### EXERCISE GOAL
Each line from the one containing "a numeric id." through the last line of the entries below is to be transcribed exactly. Nothing else belongs in the reply.

### AVAILABLE DATA
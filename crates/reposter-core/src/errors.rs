/// Core error type.
///
/// Adapter crates map their library errors into this type so every handler
/// failure can be routed through the same admin-reporting path.
#[derive(Debug, thiserror::Error)]
pub enum Error {
    #[error("config error: {0}")]
    Config(String),

    #[error("store error: {0}")]
    Store(String),

    /// A stored or supplied chat identity that does not parse as a numeric id.
    #[error("invalid chat id: {0:?}")]
    InvalidChatId(String),

    #[error("telegram error: {0}")]
    Telegram(String),

    #[error("i/o error: {0}")]
    Io(#[from] std::io::Error),

    #[error("json error: {0}")]
    Json(#[from] serde_json::Error),
}

pub type Result<T> = std::result::Result<T, Error>;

### WRITTEN ANSWER
    /// A stored or supplied chat identity that does not parse as a numeric id.
    #[error("invalid chat id: {0:?}")]
    InvalidChatId(String),

    #[error("telegram error: {0}")]
    Telegram(String),

    #[error("i/o error: {0}")]
    Io(#[from] std::io::Error),

    #[error("json error: {0}")]
    Json(#[from] serde_json::Error),
}

pub type Result<T> = std::result::Result<T, Error>;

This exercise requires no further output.